Back to our Roots for Ritual Circumcision
I don’t say this often, but sometimes I kind of wish things were more like they were in biblical times. In last week’s
Torah portion, the beginning of the Book of Exodus, Tziporah, the wife of Moses, circumcises their son. I don’t remember encountering this part of the story as a child (it certainly didn’t make it past the cutting room of the film The Ten Commandments), and I imagine that many Jews have never met, seen, or even heard of a female ritual circumciser (mohelet), even though they’ve been around for a couple of decades now. Recently, however, an article posted on JTA.org brings them back into the spotlight: “Female mohels add warmth — and controversy — to old tradition.”
The article discusses training programs for female physicians and midwives offered by the Reform and Conservative movements, open to women who have performed medical circumcisions and want to learn the ritual and spiritual elements necessary to perform a bris.

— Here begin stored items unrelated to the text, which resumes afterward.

// ---------------------------------------------------------------------------
// Tests
// ---------------------------------------------------------------------------

#[cfg(test)]
mod tests {
    use super::*;
    use pretty_assertions::assert_eq;
    use rust_decimal_macros::dec;

    fn params(principal: Money, rate: Rate, term: u32) -> ScheduleParams {
        ScheduleParams {
            principal,
            periodic_rate: rate,
            term_periods: term,
            insurance: InsuranceModel::default(),
            frequency: PaymentFrequency::Monthly,
            first_payment_date: None,
        }
    }

    #[test]
    fn test_zero_rate_straight_line() {
        let schedule = build_schedule(&params(dec!(1_200_000), dec!(0), 12)).unwrap();
        assert_eq!(schedule.periodic_payment, dec!(100_000));
        for row in &schedule.rows {
            assert_eq!(row.capital, dec!(100_000));
            assert_eq!(row.interest, Decimal::ZERO);
        }
        assert_eq!(schedule.total_interest, Decimal::ZERO);
        assert_eq!(schedule.total_paid, dec!(1_200_000));
        assert_eq!(schedule.rows.last().unwrap().remaining_balance, Decimal::ZERO);
    }

    #[test]
    fn test_zero_term_degenerate() {
        let schedule = build_schedule(&params(dec!(1_000_000), dec!(0.02), 0)).unwrap();
        assert_eq!(schedule.periodic_payment, Decimal::ZERO);
        assert!(schedule.rows.is_empty());
        assert_eq!(schedule.total_paid, Decimal::ZERO);
    }

    #[test]
    fn test_full_amortization() {
        let schedule = build_schedule(&params(dec!(1_000_000), dec!(0.02), 12)).unwrap();
        let final_balance = schedule.rows.last().unwrap().remaining_balance;
        assert!(
            final_balance < dec!(1),
            "schedule should fully amortize, residual {final_balance}"
        );
        // capital + interest = base payment on every row except terminal drift
        for row in &schedule.rows[..schedule.rows.len() - 1] {
            let split = row.capital + row.interest;
            assert!(
                (split - schedule.periodic_payment).abs() < dec!(0.000001),
                "period {}: {} vs payment {}",
                row.period,
                split,
                schedule.periodic_payment
            );
        }
    }

    #[test]
    fn test_balance_monotonically_non_increasing() {
        let schedule = build_schedule(&params(dec!(2_500_000), dec!(0.018), 18)).unwrap();
        let mut prev = dec!(2_500_000);
        for row in &schedule.rows {
            assert!(row.remaining_balance <= prev);
            prev = row.remaining_balance;
        }
    }

    #[test]
    fn test_flat_insurance_rides_on_top() {
        let mut p = params(dec!(1_000_000), dec!(0.02), 12);
        p.insurance = InsuranceModel::FlatAmount(dec!(5_000));
        let with_ins = build_schedule(&p).unwrap();
        let without = build_schedule(&params(dec!(1_000_000), dec!(0.02), 12)).unwrap();

        // Base payment unchanged by insurance
        assert_eq!(with_ins.periodic_payment, without.periodic_payment);
        assert_eq!(with_ins.periodic_insurance, dec!(5_000));
        assert_eq!(with_ins.total_insurance, dec!(60_000));
        assert_eq!(
            with_ins.rows[0].total_payment,
            without.periodic_payment + dec!(5_000)
        );
        assert_eq!(with_ins.total_paid, without.total_paid + dec!(60_000));
    }

    #[test]
    fn test_percent_insurance_matches_equivalent_flat() {
        let base = build_schedule(&params(dec!(1_000_000), dec!(0.02), 12)).unwrap();
        let pct = dec!(0.015);
        let equivalent_flat = base.periodic_payment * pct;

        let mut p_pct = params(dec!(1_000_000), dec!(0.02), 12);
        p_pct.insurance = InsuranceModel::PercentOfPayment(pct);
        let mut p_flat = params(dec!(1_000_000), dec!(0.02), 12);
        p_flat.insurance = InsuranceModel::FlatAmount(equivalent_flat);

        let s_pct = build_schedule(&p_pct).unwrap();
        let s_flat = build_schedule(&p_flat).unwrap();
        assert_eq!(s_pct.total_paid, s_flat.total_paid);
        assert_eq!(s_pct.periodic_insurance, s_flat.periodic_insurance);
    }

    #[test]
    fn test_payment_dates_monthly() {
        let mut p = params(dec!(600_000), dec!(0.02), 3);
        p.first_payment_date = NaiveDate::from_ymd_opt(2026, 1, 15);
        let schedule = build_schedule(&p).unwrap();
        let dates: Vec<NaiveDate> = schedule.rows.iter().filter_map(|r| r.payment_date).collect();
        assert_eq!(
            dates,
            vec![
                NaiveDate::from_ymd_opt(2026, 1, 15).unwrap(),
                NaiveDate::from_ymd_opt(2026, 2, 15).unwrap(),
                NaiveDate::from_ymd_opt(2026, 3, 15).unwrap(),
            ]
        );
    }

    #[test]
    fn test_payment_dates_weekly() {
        let mut p = params(dec!(200_000), dec!(0.005), 2);
        p.frequency = PaymentFrequency::Weekly;
        p.first_payment_date = NaiveDate::from_ymd_opt(2026, 3, 2);
        let schedule = build_schedule(&p).unwrap();
        assert_eq!(
            schedule.rows[1].payment_date,
            NaiveDate::from_ymd_opt(2026, 3, 9)
        );
    }

    #[test]
    fn test_negative_principal_rejected() {
        let err = build_schedule(&params(dec!(-100), dec!(0.02), 12)).unwrap_err();
        match err {
            MicrocreditError::InvalidInput { field, .. } => assert_eq!(field, "principal"),
            other => panic!("Expected InvalidInput, got {other:?}"),
        }
    }

    #[test]
    fn test_negative_rate_rejected() {
        let err = build_schedule(&params(dec!(100), dec!(-0.01), 12)).unwrap_err();
        match err {
            MicrocreditError::InvalidInput { field, .. } => assert_eq!(field, "periodic_rate"),
            other => panic!("Expected InvalidInput, got {other:?}"),
        }
    }

    #[test]
    fn test_negative_insurance_rejected() {
        let mut p = params(dec!(100_000), dec!(0.02), 6);
        p.insurance = InsuranceModel::FlatAmount(dec!(-1));
        assert!(build_schedule(&p).is_err());
    }

    #[test]
    fn test_quick_totals_zero_rate_exact() {
        // With a whole payment and no rounding drift the shortcut agrees
        // with the summed totals.
        let qt = quick_totals(dec!(1_200_000), 12, dec!(100_000), dec!(0));
        assert_eq!(qt.total_paid, dec!(1_200_000));
        assert_eq!(qt.total_interest, Decimal::ZERO);
    }

    #[test]
    fn test_quick_totals_rounding_drift() {
        let schedule = build_schedule(&params(dec!(1_000_000), dec!(0.02), 12)).unwrap();
        let qt = quick_totals(
            dec!(1_000_000),
            12,
            schedule.periodic_payment,
            Decimal::ZERO,
        );
        // Drift bounded by half a unit per period
        assert!((qt.total_paid - schedule.total_paid).abs() <= dec!(6));
    }
}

Most parents probably don’t choose a mohel based on gender (though it’s possible some might feel more comfortable with a woman than a man, or vice versa). What’s important is that there is now the option. I see these training programs as welcoming not only to the women physicians who have been shut out in the past for reasons that have more to do with tradition than with Jewish law, but also as another potential way for the Jewish community to show those on the periphery that we are an inclusive people, especially at a delicate time that—for some family members—may be their first encounter with Jewish ritual.